— The task —
Return every line from the records below that has the word "crate".

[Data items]
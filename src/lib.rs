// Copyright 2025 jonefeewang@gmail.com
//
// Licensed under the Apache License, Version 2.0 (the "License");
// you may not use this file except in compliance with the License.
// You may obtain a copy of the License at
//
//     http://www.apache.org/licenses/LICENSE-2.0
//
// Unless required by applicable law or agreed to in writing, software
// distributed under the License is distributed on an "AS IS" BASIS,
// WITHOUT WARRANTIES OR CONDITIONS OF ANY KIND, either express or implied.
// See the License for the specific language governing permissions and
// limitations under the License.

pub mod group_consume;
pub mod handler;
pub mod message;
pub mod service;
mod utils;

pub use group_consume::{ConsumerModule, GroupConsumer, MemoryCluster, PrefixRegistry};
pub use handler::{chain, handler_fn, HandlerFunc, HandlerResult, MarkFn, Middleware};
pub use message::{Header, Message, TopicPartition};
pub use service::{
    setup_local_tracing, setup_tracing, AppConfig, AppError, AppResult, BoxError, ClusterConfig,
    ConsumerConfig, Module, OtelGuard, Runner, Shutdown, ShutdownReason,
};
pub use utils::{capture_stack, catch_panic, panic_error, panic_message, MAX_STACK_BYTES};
--
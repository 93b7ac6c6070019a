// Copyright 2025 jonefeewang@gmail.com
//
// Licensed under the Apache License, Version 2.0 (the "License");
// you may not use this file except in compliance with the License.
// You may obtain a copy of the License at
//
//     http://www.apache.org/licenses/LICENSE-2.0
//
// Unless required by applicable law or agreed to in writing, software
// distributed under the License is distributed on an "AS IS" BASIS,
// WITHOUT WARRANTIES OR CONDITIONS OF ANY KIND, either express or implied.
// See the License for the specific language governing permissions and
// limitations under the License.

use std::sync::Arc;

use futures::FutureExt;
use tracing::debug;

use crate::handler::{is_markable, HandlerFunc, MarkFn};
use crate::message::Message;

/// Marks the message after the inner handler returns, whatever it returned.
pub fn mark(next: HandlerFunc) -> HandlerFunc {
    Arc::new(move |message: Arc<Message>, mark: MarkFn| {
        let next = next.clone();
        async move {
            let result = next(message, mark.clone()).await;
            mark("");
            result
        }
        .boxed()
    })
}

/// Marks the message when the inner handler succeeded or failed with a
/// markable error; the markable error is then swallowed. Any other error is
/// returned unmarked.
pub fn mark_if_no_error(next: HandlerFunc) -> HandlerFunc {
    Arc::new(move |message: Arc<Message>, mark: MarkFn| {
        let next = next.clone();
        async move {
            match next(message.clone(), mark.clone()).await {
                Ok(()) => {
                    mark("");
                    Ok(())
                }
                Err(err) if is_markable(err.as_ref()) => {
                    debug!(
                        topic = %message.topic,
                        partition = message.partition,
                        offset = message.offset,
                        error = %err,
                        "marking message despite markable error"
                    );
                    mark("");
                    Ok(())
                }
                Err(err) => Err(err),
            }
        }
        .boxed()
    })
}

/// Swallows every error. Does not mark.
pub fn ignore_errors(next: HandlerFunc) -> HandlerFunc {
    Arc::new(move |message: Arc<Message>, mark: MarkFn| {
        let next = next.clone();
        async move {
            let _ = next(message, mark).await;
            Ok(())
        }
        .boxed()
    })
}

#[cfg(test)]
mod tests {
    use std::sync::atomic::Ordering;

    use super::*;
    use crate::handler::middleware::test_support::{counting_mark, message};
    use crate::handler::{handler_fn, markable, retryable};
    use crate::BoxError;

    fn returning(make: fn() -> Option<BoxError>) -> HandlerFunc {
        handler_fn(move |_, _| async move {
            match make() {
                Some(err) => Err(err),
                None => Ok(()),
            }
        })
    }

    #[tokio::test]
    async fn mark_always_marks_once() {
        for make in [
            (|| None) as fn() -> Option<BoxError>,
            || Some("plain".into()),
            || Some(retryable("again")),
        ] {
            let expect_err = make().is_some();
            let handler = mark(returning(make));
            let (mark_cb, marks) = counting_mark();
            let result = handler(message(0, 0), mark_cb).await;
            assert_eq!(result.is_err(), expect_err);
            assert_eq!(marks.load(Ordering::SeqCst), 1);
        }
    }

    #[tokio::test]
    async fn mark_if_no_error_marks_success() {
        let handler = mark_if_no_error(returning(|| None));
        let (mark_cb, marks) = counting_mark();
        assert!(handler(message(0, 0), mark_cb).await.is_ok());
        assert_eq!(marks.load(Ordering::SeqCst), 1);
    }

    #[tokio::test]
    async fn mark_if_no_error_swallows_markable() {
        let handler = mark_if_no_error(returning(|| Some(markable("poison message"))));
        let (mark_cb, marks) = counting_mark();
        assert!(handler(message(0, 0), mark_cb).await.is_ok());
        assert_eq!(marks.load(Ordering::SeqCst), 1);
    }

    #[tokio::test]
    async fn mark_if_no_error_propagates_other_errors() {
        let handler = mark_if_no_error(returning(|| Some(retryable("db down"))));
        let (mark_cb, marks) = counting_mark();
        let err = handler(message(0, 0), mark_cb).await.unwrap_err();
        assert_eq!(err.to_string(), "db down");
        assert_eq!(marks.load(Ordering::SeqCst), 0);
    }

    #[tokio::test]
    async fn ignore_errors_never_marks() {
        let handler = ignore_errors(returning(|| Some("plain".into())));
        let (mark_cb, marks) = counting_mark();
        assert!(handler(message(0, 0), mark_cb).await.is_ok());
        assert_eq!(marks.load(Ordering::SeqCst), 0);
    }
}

— Your solution —
use crate::handler::{is_markable, HandlerFunc, MarkFn};
use crate::message::Message;
    use crate::handler::middleware::test_support::{counting_mark, message};
    use crate::handler::{handler_fn, markable, retryable};
    use crate::BoxError;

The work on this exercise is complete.